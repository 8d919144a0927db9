//! Material for drawing highlighted silhouettes on the highlight layer.
//!
//! Outputs the highlighter's flat color with no lighting. Opaque and transparent
//! highlighters share the shader and differ only in alpha mode.

use bevy::{
    mesh::MeshVertexBufferLayoutRef,
    pbr::{MaterialPipeline, MaterialPipelineKey},
    prelude::*,
    render::render_resource::{AsBindGroup, RenderPipelineDescriptor, SpecializedMeshPipelineError},
    shader::ShaderRef,
};

use crate::{components::HighlightingSettings, materials::SilhouetteShader};

#[derive(Asset, TypePath, AsBindGroup, Clone, Debug)]
#[bind_group_data(HighlightSilhouetteKey)]
pub struct HighlightSilhouetteMaterial {
    #[uniform(0)]
    pub color: LinearRgba,
    pub shader: SilhouetteShader,
    /// Slope-scaled depth offset, from the camera's highlighting settings.
    pub offset_factor: f32,
    /// Constant depth offset in depth units, from the camera's highlighting settings.
    pub offset_units: f32,
}

impl Default for HighlightSilhouetteMaterial {
    fn default() -> Self {
        Self {
            color: LinearRgba::WHITE,
            shader: SilhouetteShader::Opaque,
            offset_factor: 0.0,
            offset_units: 0.0,
        }
    }
}

impl HighlightSilhouetteMaterial {
    /// Copy the depth offsets of `settings`.
    pub fn with_offsets(mut self, settings: &HighlightingSettings) -> Self {
        self.offset_factor = settings.offset_factor;
        self.offset_units = settings.offset_units;
        self
    }
}

/// Pipeline key carrying the rasterizer depth bias of a silhouette material.
///
/// Offsets follow the usual convention where negative values pull towards the camera.
/// Bevy uses reverse-Z, so both are negated on the way into the pipeline.
#[repr(C)]
#[derive(Clone, Copy, Debug, PartialEq, Eq, Hash, bytemuck::Pod, bytemuck::Zeroable)]
pub struct HighlightSilhouetteKey {
    pub constant: i32,
    /// `f32` bits of the slope scale.
    pub slope_scale_bits: u32,
}

impl HighlightSilhouetteKey {
    pub fn slope_scale(&self) -> f32 {
        f32::from_bits(self.slope_scale_bits)
    }
}

impl From<&HighlightSilhouetteMaterial> for HighlightSilhouetteKey {
    fn from(material: &HighlightSilhouetteMaterial) -> Self {
        Self {
            constant: -material.offset_units.round() as i32,
            slope_scale_bits: (-material.offset_factor).to_bits(),
        }
    }
}

impl Material for HighlightSilhouetteMaterial {
    fn fragment_shader() -> ShaderRef {
        SilhouetteShader::Opaque.shader_path().into()
    }

    fn alpha_mode(&self) -> AlphaMode {
        match self.shader {
            SilhouetteShader::Opaque => AlphaMode::Opaque,
            SilhouetteShader::Transparent => AlphaMode::Blend,
        }
    }

    fn depth_bias(&self) -> f32 {
        -self.offset_units
    }

    fn specialize(
        _pipeline: &MaterialPipeline,
        descriptor: &mut RenderPipelineDescriptor,
        _layout: &MeshVertexBufferLayoutRef,
        key: MaterialPipelineKey<Self>,
    ) -> Result<(), SpecializedMeshPipelineError> {
        if let Some(depth_stencil) = descriptor.depth_stencil.as_mut() {
            depth_stencil.bias.constant = key.bind_group_data.constant;
            depth_stencil.bias.slope_scale = key.bind_group_data.slope_scale();
        }
        Ok(())
    }
}

#[cfg(test)]
mod tests {
    use super::*;

    #[test]
    fn offsets_become_reverse_z_depth_bias() {
        let material = HighlightSilhouetteMaterial::default().with_offsets(&HighlightingSettings {
            offset_factor: -1.5,
            offset_units: -2.0,
            ..Default::default()
        });
        let key = HighlightSilhouetteKey::from(&material);
        assert_eq!(key.constant, 2);
        assert_eq!(key.slope_scale(), 1.5);
        assert_eq!(material.depth_bias(), 2.0);
    }

    #[test]
    fn zero_offsets_leave_depth_untouched() {
        let key = HighlightSilhouetteKey::from(&HighlightSilhouetteMaterial::default());
        assert_eq!(key.constant, 0);
        assert_eq!(key.slope_scale(), 0.0);
    }
}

____________

* [YOUR TASK]: Nothing in the records should be left out; write all of them out again exactly.

* [REPLY TO THE TASK]:
repository 8d919144a0927db9
//! Material for drawing highlighted silhouettes on the highlight layer.
//!
//! Outputs the highlighter's flat color with no lighting. Opaque and transparent
//! highlighters share the shader and differ only in alpha mode.

use bevy::{
    mesh::MeshVertexBufferLayoutRef,
    pbr::{MaterialPipeline, MaterialPipelineKey},
    prelude::*,
    render::render_resource::{AsBindGroup, RenderPipelineDescriptor, SpecializedMeshPipelineError},
    shader::ShaderRef,
};

use crate::{components::HighlightingSettings, materials::SilhouetteShader};

#[derive(Asset, TypePath, AsBindGroup, Clone, Debug)]
#[bind_group_data(HighlightSilhouetteKey)]
pub struct HighlightSilhouetteMaterial {
    #[uniform(0)]
    pub color: LinearRgba,
    pub shader: SilhouetteShader,
    /// Slope-scaled depth offset, from the camera's highlighting settings.
    pub offset_factor: f32,
    /// Constant depth offset in depth units, from the camera's highlighting settings.
    pub offset_units: f32,
}

impl Default for HighlightSilhouetteMaterial {
    fn default() -> Self {
        Self {
            color: LinearRgba::WHITE,
            shader: SilhouetteShader::Opaque,
            offset_factor: 0.0,
            offset_units: 0.0,
        }
    }
}

impl HighlightSilhouetteMaterial {
    /// Copy the depth offsets of `settings`.
    pub fn with_offsets(mut self, settings: &HighlightingSettings) -> Self {
        self.offset_factor = settings.offset_factor;
        self.offset_units = settings.offset_units;
        self
    }
}

/// Pipeline key carrying the rasterizer depth bias of a silhouette material.
///
/// Offsets follow the usual convention where negative values pull towards the camera.
/// Bevy uses reverse-Z, so both are negated on the way into the pipeline.
#[repr(C)]
#[derive(Clone, Copy, Debug, PartialEq, Eq, Hash, bytemuck::Pod, bytemuck::Zeroable)]
pub struct HighlightSilhouetteKey {
    pub constant: i32,
    /// `f32` bits of the slope scale.
    pub slope_scale_bits: u32,
}

impl HighlightSilhouetteKey {
    pub fn slope_scale(&self) -> f32 {
        f32::from_bits(self.slope_scale_bits)
    }
}

impl From<&HighlightSilhouetteMaterial> for HighlightSilhouetteKey {
    fn from(material: &HighlightSilhouetteMaterial) -> Self {
        Self {
            constant: -material.offset_units.round() as i32,
            slope_scale_bits: (-material.offset_factor).to_bits(),
        }
    }
}

impl Material for HighlightSilhouetteMaterial {
    fn fragment_shader() -> ShaderRef {
        SilhouetteShader::Opaque.shader_path().into()
    }

    fn alpha_mode(&self) -> AlphaMode {
        match self.shader {
            SilhouetteShader::Opaque => AlphaMode::Opaque,
            SilhouetteShader::Transparent => AlphaMode::Blend,
        }
    }

    fn depth_bias(&self) -> f32 {
        -self.offset_units
    }

    fn specialize(
        _pipeline: &MaterialPipeline,
        descriptor: &mut RenderPipelineDescriptor,
        _layout: &MeshVertexBufferLayoutRef,
        key: MaterialPipelineKey<Self>,
    ) -> Result<(), SpecializedMeshPipelineError> {
        if let Some(depth_stencil) = descriptor.depth_stencil.as_mut() {
            depth_stencil.bias.constant = key.bind_group_data.constant;
            depth_stencil.bias.slope_scale = key.bind_group_data.slope_scale();
        }
        Ok(())
    }
}

#[cfg(test)]
mod tests {
    use super::*;

    #[test]
    fn offsets_become_reverse_z_depth_bias() {
        let material = HighlightSilhouetteMaterial::default().with_offsets(&HighlightingSettings {
            offset_factor: -1.5,
            offset_units: -2.0,
            ..Default::default()
        });
        let key = HighlightSilhouetteKey::from(&material);
        assert_eq!(key.constant, 2);
        assert_eq!(key.slope_scale(), 1.5);
        assert_eq!(material.depth_bias(), 2.0);
    }

    #[test]
    fn zero_offsets_leave_depth_untouched() {
        let key = HighlightSilhouetteKey::from(&HighlightSilhouetteMaterial::default());
        assert_eq!(key.constant, 0);
        assert_eq!(key.slope_scale(), 0.0);
    }
}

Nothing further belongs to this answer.